[Stored items from a collection]

=======

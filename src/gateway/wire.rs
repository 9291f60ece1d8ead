//! JSON bodies exchanged with the gateway and their conversion into the
//! job model.
//!
//! The backend is loose about types: `result` may be a string, `null`, or
//! (in principle) any JSON value, and stages can be reported as `RUNNING`.
//! Everything is normalised here so the rest of the crate only ever sees
//! [`StageStatus`].

use crate::job::{StageStatus, StatusUpdate};
use serde::Deserialize;
use serde_json::Value;

/// `202 Accepted` body of `POST /analyze-image/`.
#[derive(Debug, Clone, Deserialize)]
pub struct SubmitResponseBody {
    pub run_id: String,
    #[serde(default)]
    pub status: String,
    #[serde(default)]
    pub extracted_text: String,
}

/// Stage state as spelled on the wire.
#[derive(Debug, Clone, Copy, PartialEq, Eq, Deserialize)]
#[serde(rename_all = "SCREAMING_SNAKE_CASE")]
pub enum WireStageState {
    Pending,
    Running,
    Completed,
    Failed,
}

/// `{status, result?}` for one stage.
#[derive(Debug, Clone, Deserialize)]
pub struct StageStatusBody {
    pub status: WireStageState,
    #[serde(default)]
    pub result: Value,
}

impl From<StageStatusBody> for StageStatus {
    fn from(body: StageStatusBody) -> Self {
        let result = value_to_text(body.result);
        match body.status {
            WireStageState::Pending | WireStageState::Running => StageStatus::Pending,
            WireStageState::Completed => StageStatus::Completed(result),
            WireStageState::Failed => {
                StageStatus::Failed(result.unwrap_or_else(|| "unknown error".to_string()))
            }
        }
    }
}

/// 2xx body of `GET /status/{run_id}`.
#[derive(Debug, Clone, Deserialize)]
pub struct StatusResponseBody {
    #[serde(default)]
    pub text_extraction: Option<StageStatusBody>,
    pub linguistic_analysis: StageStatusBody,
    pub argumentative_analysis: StageStatusBody,
}

impl From<StatusResponseBody> for StatusUpdate {
    fn from(body: StatusResponseBody) -> Self {
        StatusUpdate {
            text_extraction: body.text_extraction.map(Into::into).unwrap_or_default(),
            linguistic_analysis: body.linguistic_analysis.into(),
            argumentative_analysis: body.argumentative_analysis.into(),
        }
    }
}

/// Error body. FastAPI puts the reason in `detail` (string, or a list of
/// validation problems); other layers use `message`.
#[derive(Debug, Clone, Default, Deserialize)]
pub struct ErrorBody {
    #[serde(default)]
    pub detail: Value,
    #[serde(default)]
    pub message: Value,
}

impl ErrorBody {
    /// Parse an error body, tolerating non-JSON.
    pub fn parse(raw: &str) -> Self {
        serde_json::from_str(raw).unwrap_or_default()
    }

    /// `detail`, else `message`.
    pub fn detail_or_message(&self) -> Option<String> {
        value_to_text(self.detail.clone()).or_else(|| value_to_text(self.message.clone()))
    }

    /// `message`, else `detail`.
    pub fn message_or_detail(&self) -> Option<String> {
        value_to_text(self.message.clone()).or_else(|| value_to_text(self.detail.clone()))
    }
}

/// Strings verbatim, `null` as absent, anything else as compact JSON.
fn value_to_text(value: Value) -> Option<String> {
    match value {
        Value::Null => None,
        Value::String(s) => Some(s),
        other => Some(other.to_string()),
    }
}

=======

-- GOAL OF THE EXERCISE --
Scan the entries above for the word "Pending" and collect each line holding it.

-- ANSWER BOX --
    Pending,
            WireStageState::Pending | WireStageState::Running => StageStatus::Pending,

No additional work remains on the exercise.